**Instructions for the task:**
From the listing below, extract every line containing "contains".

**Raw data:**

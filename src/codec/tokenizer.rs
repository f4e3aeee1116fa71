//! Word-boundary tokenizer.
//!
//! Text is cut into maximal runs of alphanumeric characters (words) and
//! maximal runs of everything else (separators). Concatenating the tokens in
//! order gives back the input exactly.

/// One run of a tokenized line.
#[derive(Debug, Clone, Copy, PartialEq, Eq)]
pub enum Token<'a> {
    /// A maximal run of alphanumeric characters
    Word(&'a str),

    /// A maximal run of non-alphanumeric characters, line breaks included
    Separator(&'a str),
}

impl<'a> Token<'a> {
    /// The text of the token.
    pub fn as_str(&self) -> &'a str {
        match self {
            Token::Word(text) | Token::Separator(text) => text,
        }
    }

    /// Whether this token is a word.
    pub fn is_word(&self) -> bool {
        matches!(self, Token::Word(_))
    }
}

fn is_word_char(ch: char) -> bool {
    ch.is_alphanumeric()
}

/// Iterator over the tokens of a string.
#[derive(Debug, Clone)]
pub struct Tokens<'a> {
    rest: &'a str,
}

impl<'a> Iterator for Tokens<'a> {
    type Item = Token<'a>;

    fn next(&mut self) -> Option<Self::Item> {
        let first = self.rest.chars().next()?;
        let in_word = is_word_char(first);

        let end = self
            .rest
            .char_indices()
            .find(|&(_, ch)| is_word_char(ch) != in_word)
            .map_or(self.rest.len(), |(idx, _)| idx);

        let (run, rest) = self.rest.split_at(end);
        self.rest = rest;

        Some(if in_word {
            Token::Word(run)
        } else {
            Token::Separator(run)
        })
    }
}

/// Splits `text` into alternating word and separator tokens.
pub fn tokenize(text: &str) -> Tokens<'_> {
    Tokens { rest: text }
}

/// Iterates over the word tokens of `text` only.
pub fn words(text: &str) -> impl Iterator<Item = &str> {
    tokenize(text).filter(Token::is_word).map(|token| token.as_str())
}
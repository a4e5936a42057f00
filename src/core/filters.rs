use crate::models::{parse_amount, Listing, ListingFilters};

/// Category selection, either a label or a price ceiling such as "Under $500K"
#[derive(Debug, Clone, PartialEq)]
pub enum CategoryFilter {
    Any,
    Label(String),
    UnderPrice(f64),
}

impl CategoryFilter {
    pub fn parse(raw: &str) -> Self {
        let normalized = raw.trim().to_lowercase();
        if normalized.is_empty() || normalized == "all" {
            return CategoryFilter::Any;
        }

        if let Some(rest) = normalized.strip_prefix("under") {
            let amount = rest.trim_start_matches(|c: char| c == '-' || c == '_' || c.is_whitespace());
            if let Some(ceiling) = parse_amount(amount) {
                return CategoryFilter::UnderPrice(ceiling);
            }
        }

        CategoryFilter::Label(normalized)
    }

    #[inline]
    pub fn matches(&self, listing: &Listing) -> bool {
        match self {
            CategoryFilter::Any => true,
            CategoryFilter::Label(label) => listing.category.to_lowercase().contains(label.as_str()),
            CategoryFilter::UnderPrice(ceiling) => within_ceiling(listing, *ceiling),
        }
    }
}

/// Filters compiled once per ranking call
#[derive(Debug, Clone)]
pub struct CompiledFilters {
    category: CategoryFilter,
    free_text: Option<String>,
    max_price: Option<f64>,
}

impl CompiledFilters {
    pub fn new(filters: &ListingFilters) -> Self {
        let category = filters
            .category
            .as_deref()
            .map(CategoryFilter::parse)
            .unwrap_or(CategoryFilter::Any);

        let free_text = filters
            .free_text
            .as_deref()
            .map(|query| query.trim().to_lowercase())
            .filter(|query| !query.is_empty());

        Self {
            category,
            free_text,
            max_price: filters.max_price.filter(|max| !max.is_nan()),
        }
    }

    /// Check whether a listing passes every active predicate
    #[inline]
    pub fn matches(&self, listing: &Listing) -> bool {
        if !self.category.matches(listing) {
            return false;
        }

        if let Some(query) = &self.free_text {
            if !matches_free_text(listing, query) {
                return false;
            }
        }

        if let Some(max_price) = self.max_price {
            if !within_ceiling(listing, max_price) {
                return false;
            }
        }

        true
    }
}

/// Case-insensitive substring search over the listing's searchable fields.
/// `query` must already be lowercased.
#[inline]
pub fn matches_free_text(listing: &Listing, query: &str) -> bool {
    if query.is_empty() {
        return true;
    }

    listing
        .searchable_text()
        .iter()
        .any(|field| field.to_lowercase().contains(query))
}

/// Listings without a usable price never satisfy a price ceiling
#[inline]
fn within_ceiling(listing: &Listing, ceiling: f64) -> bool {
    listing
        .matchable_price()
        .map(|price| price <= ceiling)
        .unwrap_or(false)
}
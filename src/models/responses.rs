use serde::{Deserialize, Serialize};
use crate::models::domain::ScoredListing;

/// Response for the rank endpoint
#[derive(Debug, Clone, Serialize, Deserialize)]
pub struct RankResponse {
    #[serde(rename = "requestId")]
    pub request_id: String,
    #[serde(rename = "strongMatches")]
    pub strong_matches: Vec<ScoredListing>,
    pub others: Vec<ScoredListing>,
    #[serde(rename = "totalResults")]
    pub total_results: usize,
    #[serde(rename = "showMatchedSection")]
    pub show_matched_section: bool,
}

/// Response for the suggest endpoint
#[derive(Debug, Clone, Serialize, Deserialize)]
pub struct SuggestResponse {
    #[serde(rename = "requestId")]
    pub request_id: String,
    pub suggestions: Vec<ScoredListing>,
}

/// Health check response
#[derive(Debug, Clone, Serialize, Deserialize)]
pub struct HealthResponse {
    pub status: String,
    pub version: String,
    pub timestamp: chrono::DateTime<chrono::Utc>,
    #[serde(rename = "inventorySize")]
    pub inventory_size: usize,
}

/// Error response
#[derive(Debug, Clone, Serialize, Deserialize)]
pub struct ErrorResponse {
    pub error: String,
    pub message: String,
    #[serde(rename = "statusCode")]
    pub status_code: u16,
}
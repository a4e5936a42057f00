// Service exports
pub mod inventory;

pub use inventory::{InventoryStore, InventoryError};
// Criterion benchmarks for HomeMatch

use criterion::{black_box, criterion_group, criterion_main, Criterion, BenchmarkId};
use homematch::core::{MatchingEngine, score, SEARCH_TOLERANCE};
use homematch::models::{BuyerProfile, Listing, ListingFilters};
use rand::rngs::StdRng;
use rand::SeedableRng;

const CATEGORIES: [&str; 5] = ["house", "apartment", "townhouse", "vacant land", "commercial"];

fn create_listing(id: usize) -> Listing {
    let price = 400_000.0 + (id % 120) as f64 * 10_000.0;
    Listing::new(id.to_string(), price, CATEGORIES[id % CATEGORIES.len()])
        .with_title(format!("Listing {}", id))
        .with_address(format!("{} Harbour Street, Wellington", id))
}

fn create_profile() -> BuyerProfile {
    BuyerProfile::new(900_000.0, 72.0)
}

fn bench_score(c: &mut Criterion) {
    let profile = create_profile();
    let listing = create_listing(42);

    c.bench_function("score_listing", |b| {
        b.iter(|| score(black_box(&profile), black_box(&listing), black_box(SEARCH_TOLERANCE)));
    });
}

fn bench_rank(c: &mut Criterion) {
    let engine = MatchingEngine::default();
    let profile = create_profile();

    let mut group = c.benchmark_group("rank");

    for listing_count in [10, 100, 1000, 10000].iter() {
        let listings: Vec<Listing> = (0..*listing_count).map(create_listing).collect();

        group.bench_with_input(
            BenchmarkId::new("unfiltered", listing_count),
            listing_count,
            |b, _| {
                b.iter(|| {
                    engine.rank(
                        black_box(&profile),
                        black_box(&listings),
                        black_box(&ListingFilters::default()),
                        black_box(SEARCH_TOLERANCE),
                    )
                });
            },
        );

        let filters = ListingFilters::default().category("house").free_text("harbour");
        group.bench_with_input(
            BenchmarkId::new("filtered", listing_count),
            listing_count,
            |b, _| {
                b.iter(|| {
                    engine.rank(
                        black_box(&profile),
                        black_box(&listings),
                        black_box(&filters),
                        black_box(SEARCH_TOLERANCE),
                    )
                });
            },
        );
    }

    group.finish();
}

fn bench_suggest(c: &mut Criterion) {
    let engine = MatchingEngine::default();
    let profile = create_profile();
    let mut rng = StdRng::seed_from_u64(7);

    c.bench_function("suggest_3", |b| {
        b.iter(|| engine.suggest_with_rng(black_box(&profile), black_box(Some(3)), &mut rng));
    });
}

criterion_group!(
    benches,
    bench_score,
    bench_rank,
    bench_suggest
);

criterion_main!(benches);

**Solved problem:**
            CategoryFilter::Label(label) => listing.category.to_lowercase().contains(label.as_str()),
        .any(|field| field.to_lowercase().contains(query))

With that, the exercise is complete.